So I've been working on at least 30 spreadsheets to finally end up with a proper Monte Carlo simulation of Dwarf Fortress statistics based on 40.13 (I pretty much stopped playing once I started on the MC).
BTW, I'm working on the edge of my mathematical understanding. I know my stats to a point, but I know nothing of weighted factoring. It seems to preserve similar ranked values. As in, comparing a weighted factoring method with a weighted average method produces the same ranked ordering.
I didn't want to spam the thread as I was basically learning how to use Excel to do Monte Carlo. Excel is great at a lot of things, and it's scripting environment makes it awesome, but... there are a lot of things to be wanted. For one, I don't have yet index and match mastered, although I do make extensive use of vlookup and hlookup (but that's just me atm, I just wish some of my so to be desired functions were already built in).
So I get the Monte Carlo bootstrap wonder of a machination going, and pretty much emulate attributes and traits based on my inputted population proportion. Initially I was doing a min to max rand() but keeping values relevant around proportions of ranges, but then I found a way to do it around new centers using normal curves... I could use normal probability curves around a midpoint, deriving the midpoints was easy, but it was the standard deviations that would be hard.

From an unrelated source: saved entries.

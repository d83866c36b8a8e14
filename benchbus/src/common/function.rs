use std::fmt::{Display, Formatter};

mod constants {
    pub(crate) const READ_COILS: u8 = 1;
    pub(crate) const READ_DISCRETE_INPUTS: u8 = 2;
    pub(crate) const READ_HOLDING_REGISTERS: u8 = 3;
    pub(crate) const READ_INPUT_REGISTERS: u8 = 4;
    pub(crate) const WRITE_SINGLE_COIL: u8 = 5;
    pub(crate) const WRITE_SINGLE_REGISTER: u8 = 6;
}

/// Function codes understood by the simulator and the test client
#[derive(Debug, Copy, Clone, PartialEq, Eq)]
#[cfg_attr(
    feature = "serialization",
    derive(serde::Serialize, serde::Deserialize)
)]
#[repr(u8)]
pub enum FunctionCode {
    /// Read Coils (0x01)
    ReadCoils = constants::READ_COILS,
    /// Read Discrete Inputs (0x02)
    ReadDiscreteInputs = constants::READ_DISCRETE_INPUTS,
    /// Read Holding Registers (0x03)
    ReadHoldingRegisters = constants::READ_HOLDING_REGISTERS,
    /// Read Input Registers (0x04)
    ReadInputRegisters = constants::READ_INPUT_REGISTERS,
    /// Write Single Coil (0x05)
    WriteSingleCoil = constants::WRITE_SINGLE_COIL,
    /// Write Single Register (0x06)
    WriteSingleRegister = constants::WRITE_SINGLE_REGISTER,
}

impl Display for FunctionCode {
    fn fmt(&self, f: &mut Formatter<'_>) -> Result<(), std::fmt::Error> {
        match self {
            FunctionCode::ReadCoils => write!(f, "READ COILS ({:#04X})", self.get_value()),
            FunctionCode::ReadDiscreteInputs => {
                write!(f, "READ DISCRETE INPUTS ({:#04X})", self.get_value())
            }
            FunctionCode::ReadHoldingRegisters => {
                write!(f, "READ HOLDING REGISTERS ({:#04X})", self.get_value())
            }
            FunctionCode::ReadInputRegisters => {
                write!(f, "READ INPUT REGISTERS ({:#04X})", self.get_value())
            }
            FunctionCode::WriteSingleCoil => {
                write!(f, "WRITE SINGLE COIL ({:#04X})", self.get_value())
            }
            FunctionCode::WriteSingleRegister => {
                write!(f, "WRITE SINGLE REGISTER ({:#04X})", self.get_value())
            }
        }
    }
}

impl FunctionCode {
    /// raw value of the function code
    pub const fn get_value(self) -> u8 {
        self as u8
    }

    /// function code used in an exception response to this function
    pub const fn as_error(self) -> u8 {
        self.get_value() | crate::constants::EXCEPTION_FLAG
    }

    /// look up a supported function code
    pub fn get(value: u8) -> Option<Self> {
        match value {
            constants::READ_COILS => Some(FunctionCode::ReadCoils),
            constants::READ_DISCRETE_INPUTS => Some(FunctionCode::ReadDiscreteInputs),
            constants::READ_HOLDING_REGISTERS => Some(FunctionCode::ReadHoldingRegisters),
            constants::READ_INPUT_REGISTERS => Some(FunctionCode::ReadInputRegisters),
            constants::WRITE_SINGLE_COIL => Some(FunctionCode::WriteSingleCoil),
            constants::WRITE_SINGLE_REGISTER => Some(FunctionCode::WriteSingleRegister),
            _ => None,
        }
    }

    /// true for the two single-write functions whose response echoes the request
    pub(crate) fn is_write(self) -> bool {
        matches!(
            self,
            FunctionCode::WriteSingleCoil | FunctionCode::WriteSingleRegister
        )
    }
}

#[cfg(test)]
mod tests {
    use super::*;

    #[test]
    fn round_trips_all_supported_codes() {
        for raw in 1u8..=6 {
            let fc = FunctionCode::get(raw).unwrap();
            assert_eq!(fc.get_value(), raw);
            assert_eq!(fc.as_error(), raw | 0x80);
        }
    }

    #[test]
    fn rejects_unsupported_codes() {
        assert_eq!(FunctionCode::get(0x00), None);
        assert_eq!(FunctionCode::get(0x0F), None);
        assert_eq!(FunctionCode::get(0x10), None);
    }
}
/// Start and count tuple carried by every read request
#[derive(Clone, Copy, Debug, PartialEq, Eq)]
pub struct AddressRange {
    /// Starting address of the range
    pub start: u16,
    /// Count of elements in the range
    pub count: u16,
}

/// Value and its address
#[derive(Clone, Copy, Debug, PartialEq, Eq)]
#[cfg_attr(
    feature = "serialization",
    derive(serde::Serialize, serde::Deserialize)
)]
pub struct Indexed<T> {
    /// Address of the value
    pub index: u16,
    /// Associated value
    pub value: T,
}

impl AddressRange {
    /// Create a new address range
    pub fn new(start: u16, count: u16) -> Self {
        Self { start, count }
    }

    /// Converts to std::ops::Range, computed in `usize` so `start + count` never wraps
    pub fn to_std_range(self) -> std::ops::Range<usize> {
        let start = self.start as usize;
        let end = start + (self.count as usize);
        start..end
    }

    /// Iterate over the addresses in the range
    pub fn iter(&self) -> impl Iterator<Item = u16> {
        let start = self.start;
        (0..self.count).map(move |offset| start.wrapping_add(offset))
    }
}

impl std::fmt::Display for AddressRange {
    fn fmt(&self, f: &mut std::fmt::Formatter<'_>) -> std::fmt::Result {
        write!(f, "start: {:#06X} qty: {}", self.start, self.count)
    }
}

impl<T> Indexed<T> {
    /// Create a new indexed value
    pub fn new(index: u16, value: T) -> Self {
        Indexed { index, value }
    }
}

impl<T> From<(u16, T)> for Indexed<T> {
    fn from(tuple: (u16, T)) -> Self {
        let (index, value) = tuple;
        Self::new(index, value)
    }
}

impl std::fmt::Display for Indexed<bool> {
    fn fmt(&self, f: &mut std::fmt::Formatter<'_>) -> std::fmt::Result {
        write!(f, "idx: {:#06X} value: {}", self.index, self.value as i32)
    }
}

impl std::fmt::Display for Indexed<u16> {
    fn fmt(&self, f: &mut std::fmt::Formatter<'_>) -> std::fmt::Result {
        write!(f, "idx: {:#06X} value: {:#06X}", self.index, self.value)
    }
}

/// Decode the on-the-wire value of a write single coil request
pub(crate) fn coil_from_u16(value: u16) -> Option<bool> {
    match value {
        crate::constants::coil::ON => Some(true),
        crate::constants::coil::OFF => Some(false),
        _ => None,
    }
}

pub(crate) fn coil_to_u16(value: bool) -> u16 {
    if value {
        crate::constants::coil::ON
    } else {
        crate::constants::coil::OFF
    }
}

So... by sorting each Attribute Column by value, I derived "moving average" midpoints
i.e...
ordered pair (a,b);
midpoint = (a+b) / 2;
range = b-a
since range is symmetrical to midpoint, it makes generating normal probability curves around that point a lot easier. I figured out my own way to derive a standard deviation, but a simpler way would be to take the range/4; i.e. (b - a)/4.

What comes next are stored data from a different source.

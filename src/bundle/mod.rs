//! Executors that apply a resolved asset plan to the filesystem.

pub mod copy;
pub mod inject;

pub use copy::{PathResolutionError, execute_copies};
pub use inject::{inject_into_document, patch_html_file, render_tag};
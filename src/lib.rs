#![doc = include_str!("../README.md")]
#![warn(missing_docs)]

pub mod builder;
pub mod bundle;
pub mod config;
pub mod models;
pub mod project;
pub mod resolve;

pub use builder::{BundleArtifacts, ExternalsBuilder};
pub use bundle::PathResolutionError;
pub use config::{ConfigurationError, ExternalSpec, ExternalsConfig};
pub use models::{AssetKind, AssetPlan, CopyInstruction, ExternalsMap, InjectionManifest};
pub use project::HostContext;
pub use resolve::{materialize, resolve};
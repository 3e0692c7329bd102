//! Derivation of the asset plan from a validated configuration.
//!
//! This module intentionally splits the responsibilities into focused
//! submodules so that remote/local classification, entry normalization, the
//! planning pass, and public-path materialization can be tested
//! independently. The plan is computed once per build and is immutable
//! afterwards.

mod entries;
mod materialize;
mod plan;
mod urls;

pub use entries::{NormalizedEntry, normalize_entry};
pub use materialize::materialize;
pub use plan::resolve;
pub use urls::{infer_local_kind, infer_remote_kind, is_remote_path, path_extension};
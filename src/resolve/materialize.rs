use crate::models::{AssetPlan, AssetSource, InjectableAsset, InjectionManifest, PlannedAsset};

/// Resolve final URLs for every planned asset.
///
/// This is the second phase of the two-phase interface: [`super::resolve`]
/// produces a plan with output-relative paths, and `materialize` applies the
/// resolved public path and optional build hash once the host has supplied
/// them. The public path precedence is the plan's own `public_path`, else
/// the host's configured value, else the empty string.
pub fn materialize(
    plan: &AssetPlan,
    host_public_path: Option<&str>,
    build_hash: Option<&str>,
) -> InjectionManifest {
    let public_path = plan
        .public_path
        .as_deref()
        .or(host_public_path)
        .unwrap_or("");
    let hash = if plan.hash { build_hash } else { None };

    InjectionManifest {
        prepend: plan
            .prepend
            .iter()
            .map(|asset| materialize_asset(asset, public_path, hash))
            .collect(),
        append: plan
            .append
            .iter()
            .map(|asset| materialize_asset(asset, public_path, hash))
            .collect(),
        files: plan.files.clone(),
    }
}

fn materialize_asset(
    asset: &PlannedAsset,
    public_path: &str,
    hash: Option<&str>,
) -> InjectableAsset {
    let mut url = match &asset.source {
        AssetSource::Remote(url) => url.clone(),
        AssetSource::Copied(relative) => join_public_path(public_path, relative),
    };

    if let Some(hash) = hash {
        url.push(if url.contains('?') { '&' } else { '?' });
        url.push_str(hash);
    }

    InjectableAsset {
        url,
        kind: asset.kind,
        attributes: asset.attributes.clone(),
    }
}

/// Join the public path prefix onto an output-relative asset path with a
/// single separating slash.
fn join_public_path(public_path: &str, relative: &str) -> String {
    if public_path.is_empty() {
        relative.to_string()
    } else {
        format!(
            "{}/{}",
            public_path.trim_end_matches('/'),
            relative.trim_start_matches('/')
        )
    }
}
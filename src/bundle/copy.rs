//! Copy executor that mirrors planned vendor assets into the bundle output.

use std::fs;
use std::io::ErrorKind;
use std::path::{Path, PathBuf};

use same_file::is_same_file;

use crate::models::{AssetPlan, CopyInstruction};

/// Errors raised while resolving or copying a planned asset source.
#[derive(Debug)]
pub enum PathResolutionError {
    /// A planned source does not exist under its resolved root.
    Missing {
        /// Absolute path that could not be located.
        path: PathBuf,
        /// The not-found error reported by the filesystem.
        source: std::io::Error,
    },
    /// A source or destination could not be read or written.
    Io {
        /// Path that caused the error.
        path: PathBuf,
        /// Source I/O error.
        source: std::io::Error,
    },
}

impl std::fmt::Display for PathResolutionError {
    fn fmt(&self, f: &mut std::fmt::Formatter<'_>) -> std::fmt::Result {
        match self {
            Self::Missing { path, .. } => {
                write!(f, "failed to locate {}", path.display())
            }
            Self::Io { path, source } => {
                write!(f, "failed to copy {}: {}", path.display(), source)
            }
        }
    }
}

impl std::error::Error for PathResolutionError {
    fn source(&self) -> Option<&(dyn std::error::Error + 'static)> {
        match self {
            Self::Missing { source, .. } | Self::Io { source, .. } => Some(source),
        }
    }
}

/// Execute every copy instruction in the plan against the filesystem.
///
/// All sources are verified before anything is written, so a missing vendor
/// file aborts the build without leaving a partially populated output tree
/// behind. File sources are installed with a hard link when the filesystem
/// allows it; directory sources are mirrored recursively. Returns the
/// destination paths of every installed file.
pub fn execute_copies(
    plan: &AssetPlan,
    dependency_root: &Path,
    output_root: &Path,
) -> Result<Vec<PathBuf>, PathResolutionError> {
    let resolved: Vec<(PathBuf, PathBuf)> = plan
        .copies
        .iter()
        .map(|instruction| resolve_instruction(instruction, dependency_root, output_root))
        .collect();

    for (source, _) in &resolved {
        match fs::metadata(source) {
            Ok(_) => {}
            Err(err) if err.kind() == ErrorKind::NotFound => {
                return Err(PathResolutionError::Missing {
                    path: source.clone(),
                    source: err,
                });
            }
            Err(err) => {
                return Err(PathResolutionError::Io {
                    path: source.clone(),
                    source: err,
                });
            }
        }
    }

    let mut copied = Vec::new();
    for (source, destination) in &resolved {
        copy_tree(source, destination, &mut copied)?;
    }
    tracing::debug!(files = copied.len(), "mirrored vendor assets");
    Ok(copied)
}

/// Resolve an instruction into absolute source and destination paths. A
/// `context` copy option replaces the dependency root for its instruction.
fn resolve_instruction(
    instruction: &CopyInstruction,
    dependency_root: &Path,
    output_root: &Path,
) -> (PathBuf, PathBuf) {
    let source_root = instruction
        .options
        .context
        .as_deref()
        .map(PathBuf::from)
        .unwrap_or_else(|| dependency_root.to_path_buf());
    (
        source_root.join(trim_relative(&instruction.source)),
        output_root.join(trim_relative(&instruction.destination)),
    )
}

fn trim_relative(path: &str) -> &Path {
    Path::new(path.trim_start_matches('/').trim_end_matches('/'))
}

fn copy_tree(
    source: &Path,
    destination: &Path,
    copied: &mut Vec<PathBuf>,
) -> Result<(), PathResolutionError> {
    let metadata = fs::metadata(source).map_err(|err| io_error(source, err))?;

    if metadata.is_dir() {
        let entries = fs::read_dir(source).map_err(|err| io_error(source, err))?;
        for entry in entries {
            let entry = entry.map_err(|err| io_error(source, err))?;
            copy_tree(
                &entry.path(),
                &destination.join(entry.file_name()),
                copied,
            )?;
        }
        return Ok(());
    }

    if let Some(parent) = destination.parent() {
        fs::create_dir_all(parent).map_err(|err| io_error(parent, err))?;
    }
    install_asset(source, destination).map_err(|err| io_error(source, err))?;
    copied.push(destination.to_path_buf());
    Ok(())
}

/// Install a single file, reusing an existing hard link when the destination
/// already points at the same inode.
fn install_asset(source: &Path, destination: &Path) -> std::io::Result<()> {
    if destination.exists() {
        if is_same_file(source, destination)? {
            return Ok(());
        }
        fs::remove_file(destination)?;
    }

    match fs::hard_link(source, destination) {
        Ok(_) => Ok(()),
        Err(err) if err.kind() == ErrorKind::AlreadyExists => Ok(()),
        Err(_) => fs::copy(source, destination).map(|_| ()),
    }
}

fn io_error(path: &Path, source: std::io::Error) -> PathResolutionError {
    PathResolutionError::Io {
        path: path.to_path_buf(),
        source,
    }
}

to generate a random # at that midpoint. I already had algorithms in place to give me lookup tables for probability, but in this case I didn't have to really use it. I only had to do a (n being count of total elements of vector attempting to simulate).
randbetween(1, n - 1)
This is because each midpoint takes a pair, and values are re-used to make another pair. Ultimately resulting in n - 1 pairs.
Once you have a randbetween, you do 2 vlookups based on this randbetween. One for the midpoint, and one for the midpoints standard deviation. Then you do a Monte Carlo:
norminv(rand(), midpoint, stdev)
I then proceeded to regen/bootstrap/MC anywhere from 10 to 1000 dwarf's where I calculated:
s transform's, minmax transforms, rankecdf transforms, etc.

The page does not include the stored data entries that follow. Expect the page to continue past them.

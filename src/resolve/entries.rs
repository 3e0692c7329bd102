use std::collections::BTreeMap;

use crate::config::EntryRef;
use crate::models::{AssetKind, CopyOptions};
use crate::resolve::urls::{infer_local_kind, infer_remote_kind, is_remote_path};

/// Structured form every configured entry is normalized into before
/// classification.
#[derive(Debug, Clone, PartialEq)]
pub struct NormalizedEntry {
    /// Relative path within the module, or a URL.
    pub path: String,
    /// Resolved asset kind.
    pub kind: AssetKind,
    /// Extra attributes rendered on the generated tag.
    pub attributes: BTreeMap<String, String>,
    /// Copy options declared on the entry.
    pub copy_options: CopyOptions,
}

/// Normalize a configured entry, inferring its kind from the path extension
/// when no explicit kind is declared.
///
/// Remote URLs without a recognizable extension are rejected during
/// validation; should one reach this point anyway it falls back to a script.
pub fn normalize_entry(entry: &EntryRef) -> NormalizedEntry {
    let (path, declared_kind, attributes, copy_options) = match entry {
        EntryRef::Path(path) => (
            path.clone(),
            None,
            BTreeMap::new(),
            CopyOptions::default(),
        ),
        EntryRef::Detailed(detail) => (
            detail.path.clone(),
            detail.kind,
            detail.attributes.clone(),
            detail.copy_options.clone(),
        ),
    };

    let kind = declared_kind.unwrap_or_else(|| {
        if is_remote_path(&path) {
            infer_remote_kind(&path).unwrap_or(AssetKind::Script)
        } else {
            infer_local_kind(&path)
        }
    });

    NormalizedEntry {
        path,
        kind,
        attributes,
        copy_options,
    }
}
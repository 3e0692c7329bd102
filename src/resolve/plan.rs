use crate::config::ExternalsConfig;
use crate::models::{AssetPlan, AssetSource, CopyInstruction, ExternalsMap, PlannedAsset};
use crate::resolve::entries::normalize_entry;
use crate::resolve::urls::is_remote_path;

/// Derive the complete asset plan from a validated configuration.
///
/// A single pass over `externals` in declaration order fills the externals
/// map, the prepend/append injection lists, and the copy list. Remote
/// entries are injected with their URL untouched and never copied; local
/// entries are rewritten to `{module}/{path}` for the copy source and
/// `{output_path}/{module}/{path}` for both the copy destination and the
/// injected path. Supplements contribute to the copy list only.
///
/// The pass is pure and infallible for configurations that passed
/// [`ExternalsConfig::validate`]; callers own validation. With
/// `enabled: false` the returned plan is empty.
pub fn resolve(config: &ExternalsConfig) -> AssetPlan {
    let mut plan = AssetPlan {
        externals: ExternalsMap::new(),
        prepend: Vec::new(),
        append: Vec::new(),
        copies: Vec::new(),
        output_path: config.output_path.clone(),
        public_path: config.public_path.clone(),
        hash: config.hash,
        files: config.files.clone(),
    };

    if !config.enabled {
        return plan;
    }

    for spec in &config.externals {
        if plan
            .externals
            .insert(spec.module.clone(), spec.global.clone())
            .is_some()
        {
            // Conflicting bindings never pass validation, so only benign
            // duplicates reach this overwrite.
            tracing::warn!(
                module = %spec.module,
                "module declared more than once; entries accumulate across declarations"
            );
        }

        for entry in spec.entry.iter() {
            let normalized = normalize_entry(entry);
            let asset = if is_remote_path(&normalized.path) {
                PlannedAsset {
                    source: AssetSource::Remote(normalized.path),
                    kind: normalized.kind,
                    attributes: normalized.attributes,
                }
            } else {
                let module_relative = format!("{}/{}", spec.module, normalized.path);
                let destination = format!("{}/{}", config.output_path, module_relative);
                plan.copies.push(CopyInstruction {
                    source: module_relative,
                    destination: destination.clone(),
                    options: normalized.copy_options.merged_over(&config.copy_options),
                });
                PlannedAsset {
                    source: AssetSource::Copied(destination),
                    kind: normalized.kind,
                    attributes: normalized.attributes,
                }
            };

            if spec.append {
                plan.append.push(asset);
            } else {
                plan.prepend.push(asset);
            }
        }

        for supplement in &spec.supplements {
            let module_relative = format!("{}/{}", spec.module, supplement.path());
            let options = supplement
                .copy_options()
                .cloned()
                .unwrap_or_default()
                .merged_over(&config.copy_options);
            plan.copies.push(CopyInstruction {
                source: module_relative.clone(),
                destination: format!("{}/{}", config.output_path, module_relative),
                options,
            });
        }
    }

    plan
}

I even set up skills. All in all, I generated a 24MB masterpiece of a Dwarf Fortress statistic simulator. I'm a little impressed with my incredible waste of time, but ultimately, I'm glad I learned how to do Monte Carlo in Excel.
Either way, I did have a point in compiling this simulation. To check out a Weighted Product vs a Weighted Average. Which I'm still not entirely 100% sure if I'm doing correctly (in fact I don't think I am according to the wiki, but what I am doing is true to my understanding of how factoring elements works vs adding them).
Variability in Weighted Averaging vs Weighted Factoring and how to addressNear the end of the setup, I noticed that weighted factoring and weighted averaging had a proportional relationship to each other. However, something else stood out.
A weighted factor seems to be affected moreso by the # of items it is factored against. This is because it will ultimately be reduced lower than the lowest factor. This is not the case with weighted averages. In fact, weighted averages seem to proportionate the loss equally below and above the new value.
This is where the parallel occurs between weighted averages and weighted factors. The more numbers of elements in the adding or factoring stage, the more the variability is reduced in terms of upper and lower limit (for weighted averages). It seems [the output of] weighted averages hover around a midpoint, where as weighted products just reduces the max. With factoring the CEILING is literally lowered by whatever one is factoring against. However with averaging it is in a less so way. The factored output can never be higher than the lowest factored.
Point being... the variability is affected by the # of elements. Mitigation steps have already been put in place to ensure that the [lack of] # of elements specified in a role don't become a factor. Such as when a role is missing an aspect (such as when a global weight is disabled), what will happen is a .5 value would be substituted for any weighted average values involving a disabled weight. Without this, a role with only a skill specified would be displayed as a higher value because it didn't have any other variables to hold it down by).
Initially I thought my issue with weighted factor was specific to weighted factors, but then I realized that no, steps had already been taken to mitigate it in the weighted average formula. So that's where I'm at right now, I have my weighted product demo ready, but their is a correlated relationship between the # of elements specified in a role and the variability in the min/max the role can achieve. There are a few ways to address this, but I think ultimately, the roles might be biased against each other in variability by the # of elements assigned in them.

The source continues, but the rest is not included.